Top of Exercise material

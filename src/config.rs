//! Runtime settings
//!
//! Layered with the `config` crate: built-in defaults, then an optional
//! `travelmate.toml` in the working directory, then `TRAVELMATE__*`
//! environment variables (e.g. `TRAVELMATE__PLANNER__API_KEY`). The planner
//! credential is never part of the defaults.

use ::config::{Config, ConfigError, Environment, File};
use serde::Deserialize;
use std::env;
use std::path::PathBuf;

use crate::i18n::Language;

pub const DEFAULT_MODEL: &str = "gemini-2.5-flash";
pub const DEFAULT_ENDPOINT: &str = "https://generativelanguage.googleapis.com/v1beta";

/// Conventional variable consulted when `planner.api_key` is unset
pub const FALLBACK_API_KEY_VAR: &str = "GEMINI_API_KEY";

#[derive(Debug, Deserialize, Clone, Default)]
pub struct Settings {
    #[serde(default)]
    pub planner: PlannerSettings,
    #[serde(default)]
    pub locale: LocaleSettings,
    #[serde(default)]
    pub log: LogSettings,
}

#[derive(Debug, Deserialize, Clone)]
pub struct PlannerSettings {
    #[serde(default)]
    pub api_key: Option<String>,
    #[serde(default = "default_model")]
    pub model: String,
    #[serde(default = "default_endpoint")]
    pub endpoint: String,
    #[serde(default = "default_timeout_secs")]
    pub timeout_secs: u64,
}

impl Default for PlannerSettings {
    fn default() -> Self {
        Self {
            api_key: None,
            model: default_model(),
            endpoint: default_endpoint(),
            timeout_secs: default_timeout_secs(),
        }
    }
}

#[derive(Debug, Deserialize, Clone, Default)]
pub struct LocaleSettings {
    #[serde(default)]
    pub language: Language,
}

#[derive(Debug, Deserialize, Clone)]
pub struct LogSettings {
    /// `EnvFilter` directives, e.g. `info,travelmate=debug`
    #[serde(default = "default_log_filter")]
    pub filter: String,
    /// Write daily-rolling JSON logs here instead of stderr
    #[serde(default)]
    pub directory: Option<PathBuf>,
    #[serde(default)]
    pub json: bool,
}

impl Default for LogSettings {
    fn default() -> Self {
        Self {
            filter: default_log_filter(),
            directory: None,
            json: false,
        }
    }
}

fn default_model() -> String {
    DEFAULT_MODEL.to_string()
}

fn default_endpoint() -> String {
    DEFAULT_ENDPOINT.to_string()
}

fn default_timeout_secs() -> u64 {
    60
}

fn default_log_filter() -> String {
    "info".to_string()
}

impl Settings {
    /// Load settings from `travelmate.toml` (optional) and the environment
    pub fn load() -> Result<Self, ConfigError> {
        Self::load_from("travelmate")
    }

    /// Load settings from the named file (extension optional, file optional)
    /// and the environment
    pub fn load_from(file: &str) -> Result<Self, ConfigError> {
        let s = Config::builder()
            .add_source(File::with_name(file).required(false))
            .add_source(Environment::with_prefix("TRAVELMATE").separator("__"))
            .build()?;

        let mut settings: Settings = s.try_deserialize()?;
        if settings.planner.api_key.is_none() {
            settings.planner.api_key = env::var(FALLBACK_API_KEY_VAR).ok().filter(|key| !key.is_empty());
        }
        Ok(settings)
    }
}

#[cfg(test)]
mod tests {
    use super::*;

    #[test]
    fn test_defaults() {
        let settings = Settings::default();
        assert_eq!(settings.planner.model, DEFAULT_MODEL);
        assert_eq!(settings.planner.endpoint, DEFAULT_ENDPOINT);
        assert_eq!(settings.planner.timeout_secs, 60);
        assert!(settings.planner.api_key.is_none());
        assert_eq!(settings.locale.language, Language::En);
        assert_eq!(settings.log.filter, "info");
        assert!(settings.log.directory.is_none());
    }

    #[test]
    fn test_missing_file_is_not_an_error() {
        let settings = Settings::load_from("does/not/exist/travelmate").unwrap();
        assert_eq!(settings.planner.model, DEFAULT_MODEL);
    }

    #[test]
    fn test_file_overrides_defaults() {
        let dir = env::temp_dir().join(format!("travelmate-config-{}", std::process::id()));
        std::fs::create_dir_all(&dir).unwrap();
        let path = dir.join("settings.toml");
        std::fs::write(
            &path,
            "[planner]\nmodel = \"gemini-test\"\ntimeout_secs = 5\n\n[locale]\nlanguage = \"ar\"\n",
        )
        .unwrap();

        let settings = Settings::load_from(path.to_str().unwrap()).unwrap();
        assert_eq!(settings.planner.model, "gemini-test");
        assert_eq!(settings.planner.timeout_secs, 5);
        assert_eq!(settings.planner.endpoint, DEFAULT_ENDPOINT);
        assert_eq!(settings.locale.language, Language::Ar);

        std::fs::remove_dir_all(&dir).unwrap();
    }
}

Bottom of Exercise material

[Instructions for the task] Every entry above should be returned exactly as written.

[Expected answer]
filename src/config.rs
//! Runtime settings
//!
//! Layered with the `config` crate: built-in defaults, then an optional
//! `travelmate.toml` in the working directory, then `TRAVELMATE__*`
//! environment variables (e.g. `TRAVELMATE__PLANNER__API_KEY`). The planner
//! credential is never part of the defaults.

use ::config::{Config, ConfigError, Environment, File};
use serde::Deserialize;
use std::env;
use std::path::PathBuf;

use crate::i18n::Language;

pub const DEFAULT_MODEL: &str = "gemini-2.5-flash";
pub const DEFAULT_ENDPOINT: &str = "https://generativelanguage.googleapis.com/v1beta";

/// Conventional variable consulted when `planner.api_key` is unset
pub const FALLBACK_API_KEY_VAR: &str = "GEMINI_API_KEY";

#[derive(Debug, Deserialize, Clone, Default)]
pub struct Settings {
    #[serde(default)]
    pub planner: PlannerSettings,
    #[serde(default)]
    pub locale: LocaleSettings,
    #[serde(default)]
    pub log: LogSettings,
}

#[derive(Debug, Deserialize, Clone)]
pub struct PlannerSettings {
    #[serde(default)]
    pub api_key: Option<String>,
    #[serde(default = "default_model")]
    pub model: String,
    #[serde(default = "default_endpoint")]
    pub endpoint: String,
    #[serde(default = "default_timeout_secs")]
    pub timeout_secs: u64,
}

impl Default for PlannerSettings {
    fn default() -> Self {
        Self {
            api_key: None,
            model: default_model(),
            endpoint: default_endpoint(),
            timeout_secs: default_timeout_secs(),
        }
    }
}

#[derive(Debug, Deserialize, Clone, Default)]
pub struct LocaleSettings {
    #[serde(default)]
    pub language: Language,
}

#[derive(Debug, Deserialize, Clone)]
pub struct LogSettings {
    /// `EnvFilter` directives, e.g. `info,travelmate=debug`
    #[serde(default = "default_log_filter")]
    pub filter: String,
    /// Write daily-rolling JSON logs here instead of stderr
    #[serde(default)]
    pub directory: Option<PathBuf>,
    #[serde(default)]
    pub json: bool,
}

impl Default for LogSettings {
    fn default() -> Self {
        Self {
            filter: default_log_filter(),
            directory: None,
            json: false,
        }
    }
}

fn default_model() -> String {
    DEFAULT_MODEL.to_string()
}

fn default_endpoint() -> String {
    DEFAULT_ENDPOINT.to_string()
}

fn default_timeout_secs() -> u64 {
    60
}

fn default_log_filter() -> String {
    "info".to_string()
}

impl Settings {
    /// Load settings from `travelmate.toml` (optional) and the environment
    pub fn load() -> Result<Self, ConfigError> {
        Self::load_from("travelmate")
    }

    /// Load settings from the named file (extension optional, file optional)
    /// and the environment
    pub fn load_from(file: &str) -> Result<Self, ConfigError> {
        let s = Config::builder()
            .add_source(File::with_name(file).required(false))
            .add_source(Environment::with_prefix("TRAVELMATE").separator("__"))
            .build()?;

        let mut settings: Settings = s.try_deserialize()?;
        if settings.planner.api_key.is_none() {
            settings.planner.api_key = env::var(FALLBACK_API_KEY_VAR).ok().filter(|key| !key.is_empty());
        }
        Ok(settings)
    }
}

#[cfg(test)]
mod tests {
    use super::*;

    #[test]
    fn test_defaults() {
        let settings = Settings::default();
        assert_eq!(settings.planner.model, DEFAULT_MODEL);
        assert_eq!(settings.planner.endpoint, DEFAULT_ENDPOINT);
        assert_eq!(settings.planner.timeout_secs, 60);
        assert!(settings.planner.api_key.is_none());
        assert_eq!(settings.locale.language, Language::En);
        assert_eq!(settings.log.filter, "info");
        assert!(settings.log.directory.is_none());
    }

    #[test]
    fn test_missing_file_is_not_an_error() {
        let settings = Settings::load_from("does/not/exist/travelmate").unwrap();
        assert_eq!(settings.planner.model, DEFAULT_MODEL);
    }

    #[test]
    fn test_file_overrides_defaults() {
        let dir = env::temp_dir().join(format!("travelmate-config-{}", std::process::id()));
        std::fs::create_dir_all(&dir).unwrap();
        let path = dir.join("settings.toml");
        std::fs::write(
            &path,
            "[planner]\nmodel = \"gemini-test\"\ntimeout_secs = 5\n\n[locale]\nlanguage = \"ar\"\n",
        )
        .unwrap();

        let settings = Settings::load_from(path.to_str().unwrap()).unwrap();
        assert_eq!(settings.planner.model, "gemini-test");
        assert_eq!(settings.planner.timeout_secs, 5);
        assert_eq!(settings.planner.endpoint, DEFAULT_ENDPOINT);
        assert_eq!(settings.locale.language, Language::Ar);

        std::fs::remove_dir_all(&dir).unwrap();
    }
}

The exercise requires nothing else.